Data provided
[Start of section]
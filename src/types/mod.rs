// src/types/mod.rs
//! Domain types: newtyped IDs and validated values.

mod domain_types;
mod ids;
mod properties;

pub use domain_types::{ApiKey, PropertyName, Slug};
pub use ids::{BlockId, DataSourceId, DatabaseId, NotionId, PageId};
pub use properties::{
    AnnotationColor, Annotations, DateValue, EquationData, Link, RichTextItem, RichTextKind,
    SelectOption, TextData,
};

use thiserror::Error;

/// Validation failures for domain type construction.
#[derive(Error, Debug, Clone, PartialEq, Eq)]
pub enum ValidationError {
    #[error("Invalid API key: {reason}")]
    InvalidApiKey { reason: String },

    #[error("Invalid Notion ID: {0}")]
    InvalidId(String),
}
[End of section]
Action item
State how many lines of the listing include "reason", and write nothing else.

Response box
2